> **WORK INSTRUCTIONS**: Scan the entries below and count the lines holding the string "factors". Supply only the number.

> **DATASET ENTRIES**:
****************************************

//! Factor graph storage and its owning builder.
//!
//! A [`FactorGraphBuilder`] collects variables and factor dependencies. Calling
//! [`FactorGraphBuilder::build`] consumes the builder and returns an owned
//! [`FactorGraph`], so a builder is either turned into exactly one graph or
//! dropped on the error path.
//!
//! The built graph is bipartite: each (factor, scope slot) pair is a *link*
//! and every link carries two directed edges, `2k` (factor → variable) and
//! `2k + 1` (variable → factor). Messages live outside the graph, indexed by
//! [`EdgeIdx`].

use std::fmt::Debug;
use std::hash::Hash;

use rustc_hash::FxHashMap;
use smallvec::SmallVec;

use crate::engine::errors::InferenceError;
use crate::engine::factor::Factor;

/// Index of a variable node.
#[repr(transparent)]
#[derive(Debug, Clone, Copy, PartialEq, Eq, Hash, Ord, PartialOrd)]
pub struct VarIdx(pub u32);

/// Index of a factor node.
#[repr(transparent)]
#[derive(Debug, Clone, Copy, PartialEq, Eq, Hash, Ord, PartialOrd)]
pub struct FactorIdx(pub u32);

/// Index of a directed message edge.
#[repr(transparent)]
#[derive(Debug, Clone, Copy, PartialEq, Eq, Hash, Ord, PartialOrd)]
pub struct EdgeIdx(pub u32);

/// Direction and endpoints of a directed edge.
#[derive(Debug, Clone, Copy, PartialEq, Eq)]
pub enum EdgeDirection {
    FactorToVariable,
    VariableToFactor,
}

/// A binary or bounded count variable with domain `0..=max_value`.
#[derive(Debug, Clone)]
pub struct Variable<L> {
    pub label: L,
    pub max_value: usize,
}

#[derive(Debug, Clone, Copy)]
struct Link {
    factor: FactorIdx,
    slot: usize,
    variable: VarIdx,
}

/// Owning builder for a [`FactorGraph`].
#[derive(Debug)]
pub struct FactorGraphBuilder<L> {
    variables: Vec<Variable<L>>,
    index: FxHashMap<L, VarIdx>,
    factors: Vec<Factor>,
}

impl<L> Default for FactorGraphBuilder<L> {
    fn default() -> Self {
        Self {
            variables: Vec::new(),
            index: FxHashMap::default(),
            factors: Vec::new(),
        }
    }
}

impl<L> FactorGraphBuilder<L>
where
    L: Copy + Eq + Hash + Debug,
{
    pub fn new() -> Self {
        Self::default()
    }

    /// Registers a variable, or returns the existing one for the same label.
    ///
    /// Re-registering a label with a different domain is a structural error.
    pub fn add_variable(&mut self, label: L, max_value: usize) -> Result<VarIdx, InferenceError> {
        if let Some(&idx) = self.index.get(&label) {
            let existing = self.variables[idx.0 as usize].max_value;
            if existing != max_value {
                return Err(InferenceError::Structural(format!(
                    "variable {:?} registered with domains 0..={} and 0..={}",
                    label, existing, max_value
                )));
            }
            return Ok(idx);
        }
        let idx = VarIdx(self.variables.len() as u32);
        self.variables.push(Variable { label, max_value });
        self.index.insert(label, idx);
        Ok(idx)
    }

    pub fn variable(&self, label: &L) -> Option<VarIdx> {
        self.index.get(label).copied()
    }

    pub fn max_value(&self, var: VarIdx) -> Option<usize> {
        self.variables.get(var.0 as usize).map(|v| v.max_value)
    }

    /// Adds a factor whose scope refers to already registered variables.
    pub fn insert_dependency(&mut self, factor: Factor) -> Result<FactorIdx, InferenceError> {
        for (var, max) in factor.scope().iter().zip(factor.domain_maxima()) {
            let variable = self.variables.get(var.0 as usize).ok_or_else(|| {
                InferenceError::Structural(format!("factor refers to unknown variable {:?}", var))
            })?;
            if variable.max_value != max {
                return Err(InferenceError::Structural(format!(
                    "factor expects {:?} to range over 0..={}, variable {:?} ranges over 0..={}",
                    var, max, variable.label, variable.max_value
                )));
            }
        }
        let idx = FactorIdx(self.factors.len() as u32);
        self.factors.push(factor);
        Ok(idx)
    }

    /// Consumes the builder and wires the bipartite edge structure.
    ///
    /// Every variable must be in the scope of at least one factor.
    pub fn build(self) -> Result<FactorGraph<L>, InferenceError> {
        let mut links = Vec::new();
        let mut factor_links = Vec::with_capacity(self.factors.len());
        let mut variable_links: Vec<SmallVec<[u32; 4]>> = vec![SmallVec::new(); self.variables.len()];

        for (f, factor) in self.factors.iter().enumerate() {
            let start = links.len() as u32;
            for (slot, &variable) in factor.scope().iter().enumerate() {
                variable_links[variable.0 as usize].push(links.len() as u32);
                links.push(Link {
                    factor: FactorIdx(f as u32),
                    slot,
                    variable,
                });
            }
            factor_links.push(start..links.len() as u32);
        }

        if let Some(orphan) = variable_links.iter().position(|l| l.is_empty()) {
            return Err(InferenceError::Structural(format!(
                "variable {:?} is not connected to any factor",
                self.variables[orphan].label
            )));
        }

        Ok(FactorGraph {
            variables: self.variables,
            index: self.index,
            factors: self.factors,
            links,
            factor_links,
            variable_links,
        })
    }
}

/// An immutable factor graph over variables labelled with `L`.
#[derive(Debug)]
pub struct FactorGraph<L> {
    variables: Vec<Variable<L>>,
    index: FxHashMap<L, VarIdx>,
    factors: Vec<Factor>,
    links: Vec<Link>,
    factor_links: Vec<std::ops::Range<u32>>,
    variable_links: Vec<SmallVec<[u32; 4]>>,
}

impl<L> FactorGraph<L>
where
    L: Copy + Eq + Hash + Debug,
{
    pub fn variable_count(&self) -> usize {
        self.variables.len()
    }

    pub fn factor_count(&self) -> usize {
        self.factors.len()
    }

    pub fn edge_count(&self) -> usize {
        self.links.len() * 2
    }

    pub fn variables(&self) -> &[Variable<L>] {
        &self.variables
    }

    pub fn factors(&self) -> &[Factor] {
        &self.factors
    }

    pub fn variable(&self, label: &L) -> Option<VarIdx> {
        self.index.get(label).copied()
    }

    pub fn max_value(&self, var: VarIdx) -> usize {
        self.variables[var.0 as usize].max_value
    }

    pub fn factor(&self, idx: FactorIdx) -> &Factor {
        &self.factors[idx.0 as usize]
    }

    /// Direction, factor, slot, and variable of an edge.
    pub fn endpoints(&self, edge: EdgeIdx) -> (EdgeDirection, FactorIdx, usize, VarIdx) {
        let link = self.links[(edge.0 / 2) as usize];
        let direction = if edge.0 % 2 == 0 {
            EdgeDirection::FactorToVariable
        } else {
            EdgeDirection::VariableToFactor
        };
        (direction, link.factor, link.slot, link.variable)
    }

    /// All factor → variable edges, in factor order.
    pub fn factor_to_variable_edges(&self) -> impl Iterator<Item = EdgeIdx> + '_ {
        (0..self.links.len() as u32).map(|k| EdgeIdx(2 * k))
    }

    /// Factor → variable edges arriving at `var`.
    pub fn incoming_to_variable(&self, var: VarIdx) -> impl Iterator<Item = EdgeIdx> + '_ {
        self.variable_links[var.0 as usize]
            .iter()
            .map(|&k| EdgeIdx(2 * k))
    }

    /// Variable → factor edges arriving at `factor`, in slot order.
    pub fn incoming_to_factor(&self, factor: FactorIdx) -> impl Iterator<Item = EdgeIdx> + '_ {
        self.factor_links[factor.0 as usize]
            .clone()
            .map(|k| EdgeIdx(2 * k + 1))
    }

    /// Edges whose next value depends on the message carried by `edge`.
    ///
    /// A factor → variable message feeds every other message leaving the
    /// variable; a variable → factor message feeds every other message leaving
    /// the factor.
    pub fn dependents(&self, edge: EdgeIdx) -> SmallVec<[EdgeIdx; 8]> {
        let link_idx = edge.0 / 2;
        let link = self.links[link_idx as usize];
        if edge.0 % 2 == 0 {
            self.variable_links[link.variable.0 as usize]
                .iter()
                .filter(|&&k| k != link_idx)
                .map(|&k| EdgeIdx(2 * k + 1))
                .collect()
        } else {
            self.factor_links[link.factor.0 as usize]
                .clone()
                .filter(|&k| k != link_idx)
                .map(|k| EdgeIdx(2 * k))
                .collect()
        }
    }
}
//! Discrete probability mass functions over bounded integer supports.
//!
//! A [`Pmf`] stores a dense probability table for the contiguous support
//! `[first_support, last_support]`. Every constructed PMF is normalized, so the
//! table always sums to one and the support is never empty.
//!
//! [`PNorm`] implements the generalized marginalization rule used by the
//! message passing engine. Marginalizing with `p = 1` is the usual sum-product
//! rule, `p = ∞` keeps only the best configuration (max-product), and values in
//! between weight high-probability configurations more strongly:
//!
//! ```text
//! ‖v‖_p = (Σ v_i^p)^(1/p)
//! ```

use crate::engine::errors::InferenceError;

/// Tolerance used when checking that a table sums to one.
pub const NORMALIZATION_TOLERANCE: f64 = 1e-9;

/// A normalized probability mass function over a contiguous integer support.
#[derive(Debug, Clone, PartialEq)]
pub struct Pmf {
    first_support: i64,
    table: Vec<f64>,
}

impl Pmf {
    /// Builds a PMF from unnormalized non-negative masses.
    ///
    /// Fails with a numerical error when the table is empty, contains negative
    /// or non-finite entries, or has no probability mass at all.
    pub fn new(first_support: i64, mut table: Vec<f64>) -> Result<Self, InferenceError> {
        if table.is_empty() {
            return Err(InferenceError::Numerical(
                "pmf: support must contain at least one value".into(),
            ));
        }
        let mut mass = 0.0;
        for &value in &table {
            if !value.is_finite() || value < 0.0 {
                return Err(InferenceError::Numerical(format!(
                    "pmf: invalid probability mass {} at support starting {}",
                    value, first_support
                )));
            }
            mass += value;
        }
        if mass <= 0.0 || !mass.is_finite() {
            return Err(InferenceError::Numerical(format!(
                "pmf: table over [{}, {}] has no probability mass",
                first_support,
                first_support + table.len() as i64 - 1
            )));
        }
        for value in &mut table {
            *value /= mass;
        }
        Ok(Self {
            first_support,
            table,
        })
    }

    /// Uniform distribution over `[0, max_value]`.
    pub fn uniform(max_value: usize) -> Self {
        let len = max_value + 1;
        Self {
            first_support: 0,
            table: vec![1.0 / len as f64; len],
        }
    }

    /// Lowest value with an entry in the table.
    pub fn first_support(&self) -> i64 {
        self.first_support
    }

    /// Highest value with an entry in the table.
    pub fn last_support(&self) -> i64 {
        self.first_support + self.table.len() as i64 - 1
    }

    /// Dense probabilities indexed by offset from [`Pmf::first_support`].
    pub fn table(&self) -> &[f64] {
        &self.table
    }

    pub fn len(&self) -> usize {
        self.table.len()
    }

    pub fn is_empty(&self) -> bool {
        self.table.is_empty()
    }

    /// Whether `value` lies inside the support range.
    pub fn contains(&self, value: i64) -> bool {
        value >= self.first_support && value <= self.last_support()
    }

    /// Probability of `value`, zero outside the support.
    pub fn probability(&self, value: i64) -> f64 {
        if self.contains(value) {
            self.table[(value - self.first_support) as usize]
        } else {
            0.0
        }
    }

    /// Probability of presence: `1 - P(0)`.
    ///
    /// A support that excludes zero puts all mass on present states, so the
    /// result is one without indexing out of range.
    pub fn presence_probability(&self) -> f64 {
        if self.contains(0) {
            (1.0 - self.probability(0)).clamp(0.0, 1.0)
        } else {
            1.0
        }
    }

    /// Copy of the PMF with leading and trailing zero-mass entries removed.
    pub fn narrowed(&self) -> Pmf {
        let start = self.table.iter().position(|&v| v > 0.0).unwrap_or(0);
        let end = self
            .table
            .iter()
            .rposition(|&v| v > 0.0)
            .unwrap_or(self.table.len() - 1);
        Pmf {
            first_support: self.first_support + start as i64,
            table: self.table[start..=end].to_vec(),
        }
    }

    /// Max absolute difference between two PMFs over the union of their supports.
    pub fn max_abs_difference(&self, other: &Pmf) -> f64 {
        let lo = self.first_support.min(other.first_support);
        let hi = self.last_support().max(other.last_support());
        (lo..=hi)
            .map(|v| (self.probability(v) - other.probability(v)).abs())
            .fold(0.0, f64::max)
    }

    /// Convex blend `lambda * self + (1 - lambda) * fresh`, renormalized.
    ///
    /// Both PMFs must share the same support; messages on one edge always do.
    pub fn dampen(&self, fresh: &Pmf, lambda: f64) -> Result<Pmf, InferenceError> {
        if self.first_support != fresh.first_support || self.table.len() != fresh.table.len() {
            return Err(InferenceError::Internal(format!(
                "pmf: cannot dampen [{}, {}] with [{}, {}]",
                self.first_support,
                self.last_support(),
                fresh.first_support,
                fresh.last_support()
            )));
        }
        if lambda <= 0.0 {
            return Ok(fresh.clone());
        }
        let blended = self
            .table
            .iter()
            .zip(&fresh.table)
            .map(|(&old, &new)| lambda * old + (1.0 - lambda) * new)
            .collect();
        Pmf::new(self.first_support, blended)
    }

    /// Elementwise product with another PMF on the same support, renormalized.
    pub fn product(&self, other: &Pmf) -> Result<Pmf, InferenceError> {
        if self.first_support != other.first_support || self.table.len() != other.table.len() {
            return Err(InferenceError::Internal(format!(
                "pmf: cannot multiply [{}, {}] with [{}, {}]",
                self.first_support,
                self.last_support(),
                other.first_support,
                other.last_support()
            )));
        }
        let table = self
            .table
            .iter()
            .zip(&other.table)
            .map(|(a, b)| a * b)
            .collect();
        Pmf::new(self.first_support, table)
    }
}

/// Norm used to marginalize out variables when computing factor messages.
#[derive(Debug, Clone, Copy, PartialEq)]
pub enum PNorm {
    /// `(Σ v^p)^(1/p)`; `p = 1` is sum-product.
    Finite(f64),
    /// `max v`; max-product inference.
    Infinity,
}

impl PNorm {
    /// Interprets the `p_norm_inference` option: values `<= 0` mean infinity.
    pub fn from_parameter(p: f64) -> Self {
        if p <= 0.0 || p.is_infinite() {
            PNorm::Infinity
        } else {
            PNorm::Finite(p)
        }
    }

    /// Maps a mass into the space where marginalization is a plain fold.
    #[inline]
    pub(crate) fn lift(self, value: f64) -> f64 {
        match self {
            PNorm::Finite(p) if p != 1.0 => value.powf(p),
            _ => value,
        }
    }

    /// Folds a lifted mass into an accumulator.
    #[inline]
    pub(crate) fn combine(self, acc: f64, lifted: f64) -> f64 {
        match self {
            PNorm::Finite(_) => acc + lifted,
            PNorm::Infinity => acc.max(lifted),
        }
    }

    /// Maps an accumulator back to probability space.
    #[inline]
    pub(crate) fn lower(self, acc: f64) -> f64 {
        match self {
            PNorm::Finite(p) if p != 1.0 => acc.powf(1.0 / p),
            _ => acc,
        }
    }
}

impl Default for PNorm {
    fn default() -> Self {
        PNorm::Finite(1.0)
    }
}

#[cfg(test)]
mod tests {
    use super::*;

    fn sum(pmf: &Pmf) -> f64 {
        pmf.table().iter().sum()
    }

    #[test]
    fn new_normalizes_table() {
        let pmf = Pmf::new(2, vec![1.0, 3.0]).expect("pmf");
        assert!((sum(&pmf) - 1.0).abs() < NORMALIZATION_TOLERANCE);
        assert_eq!(pmf.first_support(), 2);
        assert_eq!(pmf.last_support(), 3);
        assert!((pmf.probability(3) - 0.75).abs() < 1e-12);
        assert_eq!(pmf.probability(7), 0.0);
    }

    #[test]
    fn new_rejects_zero_mass_and_nan() {
        assert!(Pmf::new(0, vec![0.0, 0.0]).is_err());
        assert!(Pmf::new(0, vec![f64::NAN, 1.0]).is_err());
        assert!(Pmf::new(0, vec![-0.1, 1.0]).is_err());
        assert!(Pmf::new(0, vec![]).is_err());
    }

    #[test]
    fn narrowing_drops_zero_tails() {
        let pmf = Pmf::new(0, vec![0.0, 0.5, 0.5, 0.0]).expect("pmf");
        let narrowed = pmf.narrowed();
        assert_eq!(narrowed.first_support(), 1);
        assert_eq!(narrowed.last_support(), 2);
        assert!(narrowed.first_support() <= narrowed.last_support());
    }

    #[test]
    fn presence_probability_handles_support_without_zero() {
        let certain = Pmf::new(0, vec![0.0, 1.0]).expect("pmf").narrowed();
        assert!(!certain.contains(0));
        assert_eq!(certain.presence_probability(), 1.0);

        let group = Pmf::new(0, vec![0.25, 0.5, 0.25]).expect("pmf");
        assert!((group.presence_probability() - 0.75).abs() < 1e-12);
    }

    #[test]
    fn dampening_blends_and_renormalizes() {
        let old = Pmf::new(0, vec![0.5, 0.5]).expect("old");
        let fresh = Pmf::new(0, vec![0.1, 0.9]).expect("fresh");
        let damped = old.dampen(&fresh, 0.5).expect("dampen");
        assert!((damped.probability(1) - 0.7).abs() < 1e-12);
        assert_eq!(old.dampen(&fresh, 0.0).expect("no dampening"), fresh);
        assert!(old.dampen(&Pmf::uniform(2), 0.5).is_err());
    }

    #[test]
    fn max_abs_difference_spans_both_supports() {
        let a = Pmf::new(0, vec![1.0]).expect("a");
        let b = Pmf::new(1, vec![1.0]).expect("b");
        assert!((a.max_abs_difference(&b) - 1.0).abs() < 1e-12);
        assert_eq!(a.max_abs_difference(&a), 0.0);
    }

    #[test]
    fn p_norm_parameter_mapping() {
        assert_eq!(PNorm::from_parameter(0.0), PNorm::Infinity);
        assert_eq!(PNorm::from_parameter(-3.0), PNorm::Infinity);
        assert_eq!(PNorm::from_parameter(f64::INFINITY), PNorm::Infinity);
        assert_eq!(PNorm::from_parameter(1.0), PNorm::Finite(1.0));

        let two = PNorm::Finite(2.0);
        let acc = two.combine(two.combine(0.0, two.lift(3.0)), two.lift(4.0));
        assert!((two.lower(acc) - 5.0).abs() < 1e-12);
        let inf = PNorm::Infinity;
        assert_eq!(inf.lower(inf.combine(inf.combine(0.0, 3.0), 4.0)), 4.0);
    }
}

****************************************

> **TASK RESULT**: 12